Rien ne s'opposait plus au baptême de Clovis; déjà le royal catéchumène subissait, par degrés, la transformation surnaturelle que la grâce opère dans les âmes qu'elle conduit à la vérité et à la vie. Telles les ombres, après une nuit obscure, s'effacent insensiblement, à mesure que l'aurore s'épanouit à l'horizon. Clovis, docile aux enseignements du saint évêque de Reims, sentait son intelligence s'ouvrir aux lumières grandissantes ; il croyait renaître à la vie et sortir du tombeau. Son cœur subissait aussi de semblables transformations. Déjà ses instincts barbares semblent se livrer d'eux-mêmes au joug de la charité chrétienne , et cette délicatesse de sentiments, cette aménité et douceur d'âme qui ne s'éveillent que sous l'action de l'amour de Dieu , surgissaient peu à peu dans son cœur : comme après un long hiver on voit les plantes cachées sous la neige croître et fleurir, au souffle du printemps. Dans ces dispositions, il laissait voir la générosité de sa foi naïve et ardente.

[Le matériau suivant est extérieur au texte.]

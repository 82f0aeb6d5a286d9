/// Publishing module
///
/// Turns a candidate post into a live tweet for a user: uploads the image,
/// then submits the text with the media attached. Platform rejections come
/// back as a failed result rather than an error; the scheduler treats both
/// transport faults and rejections the same way.

use async_trait::async_trait;
use serde::{Deserialize, Serialize};

use crate::auth::UserCredentials;
use crate::config::Config;
use crate::content::CandidatePost;
use crate::media;

const TWEET_URL: &str = "https://api.twitter.com/2/tweets";

/// Outcome of one publish attempt
#[derive(Debug, Clone)]
pub struct PublishResult {
    pub success: bool,
    /// Platform post id when the publish went through
    pub platform_ref: Option<String>,
}

impl PublishResult {
    fn failure() -> Self {
        Self {
            success: false,
            platform_ref: None,
        }
    }
}

/// Publishes candidate posts on a user's behalf
#[async_trait]
pub trait Publisher: Send + Sync {
    async fn publish(&self, post: &CandidatePost, creds: &UserCredentials) -> PublishResult;
}

#[derive(Debug, Serialize)]
struct TweetRequest {
    text: String,
    #[serde(skip_serializing_if = "Option::is_none")]
    media: Option<TweetMedia>,
}

#[derive(Debug, Serialize)]
struct TweetMedia {
    media_ids: Vec<String>,
}

#[derive(Debug, Deserialize)]
struct TweetResponse {
    data: Option<TweetData>,
}

#[derive(Debug, Deserialize)]
struct TweetData {
    id: String,
}

/// Publisher posting to the X v2 tweet endpoint
pub struct TwitterPublisher {
    http_client: reqwest::Client,
    consumer_key: String,
    consumer_secret: String,
}

impl TwitterPublisher {
    pub fn new(config: &Config) -> Self {
        Self {
            http_client: reqwest::Client::new(),
            consumer_key: config.consumer_key.clone(),
            consumer_secret: config.consumer_secret.clone(),
        }
    }
}

#[async_trait]
impl Publisher for TwitterPublisher {
    async fn publish(&self, post: &CandidatePost, creds: &UserCredentials) -> PublishResult {
        // Posts without an image are not publishable; bail before touching
        // the network
        let image_url = match &post.image_url {
            Some(url) => url,
            None => {
                log::error!("Post on \"{}\" has no image, skipping", post.topic);
                return PublishResult::failure();
            }
        };

        let media_id = match media::upload_image(
            &self.http_client,
            image_url,
            &self.consumer_key,
            &self.consumer_secret,
            &creds.oauth_token,
            &creds.oauth_token_secret,
        )
        .await
        {
            Ok(id) => id,
            Err(e) => {
                log::error!("Media upload failed: {}", e);
                return PublishResult::failure();
            }
        };

        let request = TweetRequest {
            text: tweet_text(post),
            media: Some(TweetMedia {
                media_ids: vec![media_id],
            }),
        };

        let response = match self
            .http_client
            .post(TWEET_URL)
            .header("Authorization", format!("Bearer {}", creds.access_token))
            .header("Content-Type", "application/json")
            .json(&request)
            .send()
            .await
        {
            Ok(r) => r,
            Err(e) => {
                log::error!("Tweet request failed: {}", e);
                return PublishResult::failure();
            }
        };

        let status = response.status();
        if !status.is_success() {
            if status.as_u16() == 401 {
                log::error!("Unauthorized: access token expired or revoked");
            }
            let text = response.text().await.unwrap_or_default();
            log::error!("Tweet rejected (status {}): {}", status, text);
            return PublishResult::failure();
        }

        let tweet: Option<TweetResponse> = response.json().await.ok();
        let platform_ref = tweet.and_then(|t| t.data).map(|d| d.id);

        log::info!(
            "Tweeted on \"{}\"{}",
            post.topic,
            platform_ref
                .as_deref()
                .map(|id| format!(" (id {})", id))
                .unwrap_or_default()
        );

        PublishResult {
            success: true,
            platform_ref,
        }
    }
}

/// Tweet body: text followed by the hashtags, space separated
fn tweet_text(post: &CandidatePost) -> String {
    format!("{} {}", post.text, post.hashtags.join(" "))
        .trim()
        .to_string()
}

#[cfg(test)]
mod tests {
    use super::*;

    fn post(image_url: Option<&str>) -> CandidatePost {
        CandidatePost {
            topic: "cricket".to_string(),
            text: "A fine innings today".to_string(),
            hashtags: vec!["#cricket".to_string(), "#sport".to_string()],
            image_url: image_url.map(|u| u.to_string()),
        }
    }

    fn creds() -> UserCredentials {
        UserCredentials {
            access_token: "access".to_string(),
            oauth_token: "tok".to_string(),
            oauth_token_secret: "secret".to_string(),
        }
    }

    #[test]
    fn test_tweet_text_appends_hashtags() {
        assert_eq!(
            tweet_text(&post(None)),
            "A fine innings today #cricket #sport"
        );
    }

    #[test]
    fn test_tweet_text_without_hashtags() {
        let mut p = post(None);
        p.hashtags.clear();
        assert_eq!(tweet_text(&p), "A fine innings today");
    }

    #[tokio::test]
    async fn test_publish_without_image_fails_before_network() {
        let publisher = TwitterPublisher::new(&Config::for_tests());

        // No network is available here; the attempt must fail on the missing
        // image alone
        let result = publisher.publish(&post(None), &creds()).await;

        assert!(!result.success);
        assert!(result.platform_ref.is_none());
    }
}
/// OAuth 1.0a request signing (HMAC-SHA1)
///
/// Implements the signature scheme from
/// https://docs.x.com/resources/fundamentals/authentication/oauth-1-0a/creating-a-signature:
/// percent-encode and sort the parameters, build the signature base string,
/// and sign it with the consumer secret and token secret.

use anyhow::{Context, Result};
use base64::engine::general_purpose::STANDARD;
use base64::Engine as _;
use chrono::Utc;
use hmac::{Hmac, Mac};
use percent_encoding::{utf8_percent_encode, AsciiSet, NON_ALPHANUMERIC};
use rand::Rng;
use sha1::Sha1;

type HmacSha1 = Hmac<Sha1>;

/// RFC 3986 unreserved characters stay literal; everything else is encoded
const OAUTH_ENCODE_SET: &AsciiSet = &NON_ALPHANUMERIC
    .remove(b'-')
    .remove(b'.')
    .remove(b'_')
    .remove(b'~');

pub fn percent_encode(value: &str) -> String {
    utf8_percent_encode(value, OAUTH_ENCODE_SET).to_string()
}

/// Percent-encode every pair, sort by encoded key, and join with & and =
pub fn parameter_string(params: &[(String, String)]) -> String {
    let mut encoded: Vec<(String, String)> = params
        .iter()
        .map(|(k, v)| (percent_encode(k), percent_encode(v)))
        .collect();

    encoded.sort();

    encoded
        .into_iter()
        .map(|(k, v)| format!("{}={}", k, v))
        .collect::<Vec<_>>()
        .join("&")
}

/// METHOD&encoded-url&encoded-parameter-string
pub fn signature_base_string(method: &str, url: &str, params: &[(String, String)]) -> String {
    format!(
        "{}&{}&{}",
        method,
        percent_encode(url),
        percent_encode(&parameter_string(params))
    )
}

/// Sign a request's parameters, returning the base64 signature
pub fn sign(
    method: &str,
    url: &str,
    params: &[(String, String)],
    consumer_secret: &str,
    token_secret: Option<&str>,
) -> Result<String> {
    let base_string = signature_base_string(method, url, params);
    let signing_key = format!(
        "{}&{}",
        percent_encode(consumer_secret),
        percent_encode(token_secret.unwrap_or(""))
    );

    let mut mac = HmacSha1::new_from_slice(signing_key.as_bytes())
        .context("Failed to initialize HMAC-SHA1")?;
    mac.update(base_string.as_bytes());

    Ok(STANDARD.encode(mac.finalize().into_bytes()))
}

/// Build a complete signed Authorization header for a request
///
/// `token` is the user's (oauth_token, oauth_token_secret) pair when signing
/// on a user's behalf; `extra` carries additional oauth parameters such as
/// oauth_callback for the request-token call.
pub fn authorization_header(
    method: &str,
    url: &str,
    consumer_key: &str,
    consumer_secret: &str,
    token: Option<(&str, &str)>,
    extra: &[(&str, &str)],
) -> Result<String> {
    let mut params: Vec<(String, String)> = vec![
        ("oauth_consumer_key".to_string(), consumer_key.to_string()),
        ("oauth_nonce".to_string(), nonce()),
        ("oauth_signature_method".to_string(), "HMAC-SHA1".to_string()),
        ("oauth_timestamp".to_string(), Utc::now().timestamp().to_string()),
        ("oauth_version".to_string(), "1.0".to_string()),
    ];

    if let Some((oauth_token, _)) = token {
        params.push(("oauth_token".to_string(), oauth_token.to_string()));
    }
    for (k, v) in extra {
        params.push((k.to_string(), v.to_string()));
    }

    let signature = sign(
        method,
        url,
        &params,
        consumer_secret,
        token.map(|(_, secret)| secret),
    )?;
    params.push(("oauth_signature".to_string(), signature));

    let header_params = params
        .iter()
        .map(|(k, v)| format!("{}=\"{}\"", percent_encode(k), percent_encode(v)))
        .collect::<Vec<_>>()
        .join(", ");

    Ok(format!("OAuth {}", header_params))
}

/// Random alphanumeric nonce
fn nonce() -> String {
    let mut bytes = [0u8; 16];
    rand::thread_rng().fill(&mut bytes[..]);
    STANDARD
        .encode(bytes)
        .chars()
        .filter(|c| c.is_ascii_alphanumeric())
        .collect()
}

#[cfg(test)]
mod tests {
    use super::*;

    // The worked example from the X "creating a signature" documentation
    fn example_params() -> Vec<(String, String)> {
        vec![
            (
                "status".to_string(),
                "Hello Ladies + Gentlemen, a signed OAuth request!".to_string(),
            ),
            ("include_entities".to_string(), "true".to_string()),
            (
                "oauth_consumer_key".to_string(),
                "xvz1evFS4wEEPTGEFPHBog".to_string(),
            ),
            (
                "oauth_nonce".to_string(),
                "kYjzVBB8Y0ZFabxSWbWovY3uYSQ2pTgmZeNu2VS4cg".to_string(),
            ),
            ("oauth_signature_method".to_string(), "HMAC-SHA1".to_string()),
            ("oauth_timestamp".to_string(), "1318622958".to_string()),
            (
                "oauth_token".to_string(),
                "370773112-GmHxMAgYyLbNEtIKZeRNFsMKPR9EyMZeS9weJAEb".to_string(),
            ),
            ("oauth_version".to_string(), "1.0".to_string()),
        ]
    }

    #[test]
    fn test_percent_encoding_is_rfc3986() {
        assert_eq!(percent_encode("abc-._~XYZ019"), "abc-._~XYZ019");
        assert_eq!(
            percent_encode("Hello Ladies + Gentlemen!"),
            "Hello%20Ladies%20%2B%20Gentlemen%21"
        );
        assert_eq!(percent_encode("a/b?c=d&e"), "a%2Fb%3Fc%3Dd%26e");
    }

    #[test]
    fn test_parameter_string_sorts_encoded_pairs() {
        let params = example_params();
        assert_eq!(
            parameter_string(&params),
            "include_entities=true&oauth_consumer_key=xvz1evFS4wEEPTGEFPHBog\
             &oauth_nonce=kYjzVBB8Y0ZFabxSWbWovY3uYSQ2pTgmZeNu2VS4cg\
             &oauth_signature_method=HMAC-SHA1&oauth_timestamp=1318622958\
             &oauth_token=370773112-GmHxMAgYyLbNEtIKZeRNFsMKPR9EyMZeS9weJAEb\
             &oauth_version=1.0\
             &status=Hello%20Ladies%20%2B%20Gentlemen%2C%20a%20signed%20OAuth%20request%21"
        );
    }

    #[test]
    fn test_signature_base_string_shape() {
        let base = signature_base_string(
            "POST",
            "https://api.twitter.com/1.1/statuses/update.json",
            &example_params(),
        );
        assert!(base.starts_with(
            "POST&https%3A%2F%2Fapi.twitter.com%2F1.1%2Fstatuses%2Fupdate.json&include_entities%3Dtrue"
        ));
    }

    #[test]
    fn test_signature_matches_documented_example() {
        let signature = sign(
            "POST",
            "https://api.twitter.com/1.1/statuses/update.json",
            &example_params(),
            "kAcSOqF21Fu85e7zjz7ZN2U4ZRhfV3WpwPAoE3Z7kBw",
            Some("LswwdoUaIvS8ltyTt5jkRh4J50vUPVVHtR2YPi5kE"),
        )
        .unwrap();

        assert_eq!(signature, "tnnArxj06cWHq44gCs1OSKk/jLY=");
    }

    #[test]
    fn test_authorization_header_contains_signature() {
        let header = authorization_header(
            "POST",
            "https://api.x.com/oauth/request_token",
            "consumer-key",
            "consumer-secret",
            None,
            &[("oauth_callback", "bluebot://callback")],
        )
        .unwrap();

        assert!(header.starts_with("OAuth "));
        assert!(header.contains("oauth_consumer_key=\"consumer-key\""));
        assert!(header.contains("oauth_callback=\"bluebot%3A%2F%2Fcallback\""));
        assert!(header.contains("oauth_signature=\""));
        assert!(!header.contains("oauth_token=\""));
    }

    #[test]
    fn test_nonce_is_alphanumeric() {
        let n = nonce();
        assert!(!n.is_empty());
        assert!(n.chars().all(|c| c.is_ascii_alphanumeric()));
    }
}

L'histoire semble ici laisser Clotilde dans l'ombre, comme pour respecter sa joie et ne pas interrompre l'effusion de sa reconnaissance pour le Seigneur. Elle affirme cependant qu'elle assistait aux enseignements spirituels que recevait son époux et qu'elle les rendait plus efficaces par l'autorité de ses vertus et la puissance de ses prières. On raconte aussi que Clovis aimait, durant son séjour dans la ville de Reims, à visiter l'église dédiée à saint Martin, le grand thaumaturge des Gaules. Une sorte d'attrait qu'il est du reste facile d'expliquer, l'y conduisait fréquemment. Saint Martin, jadis soldat romain, offrait au roi Franc le type du guerrier chrétien; et saint Martin, évêque, puis, protecteur des Gaules, lui paraissait avoir des droits à sa vénération et offrir des garanties à ses prières. D'ailleurs , la mort récente du grand pontife , les miracles innombrables qu'il avait opérés et ceux qui se produisaient encore sur son tombeau , faisaient de saint Martin le protecteur naturel du roi des Francs.

SAINTE CLOTILDE,  REINE DES FRANCS ET LES ORIGINES CHRÉTIENNES DE LA FRANCE Saint-Martin
Saint Martin de Tours - le miséricordieux ( 316 a 397 Ap J.C.) - Légionnaire romain venant de Hongrie - Il se convertit a la foi chrétienne et devient évêque dans les Gaules.

Mais voici que le jour solennel où Clovis doit recevoir le baptême est enfin arrivé. Tout est préparé , et la splendeur des autels et l'âme du catéchumène, grâce au zèle et à l'activité de Clotilde et de Remi. Il ne reste plus au pontife , qu'à adresser ses dernières exhortations à son royal disciple. Or, la veille du grand jour il pria longtemps et avec une grande effusion de larmes, devant l'autel et au pied de l'image de Notre-Dame, à l'heure où Clotilde priait aussi dans son oratoire.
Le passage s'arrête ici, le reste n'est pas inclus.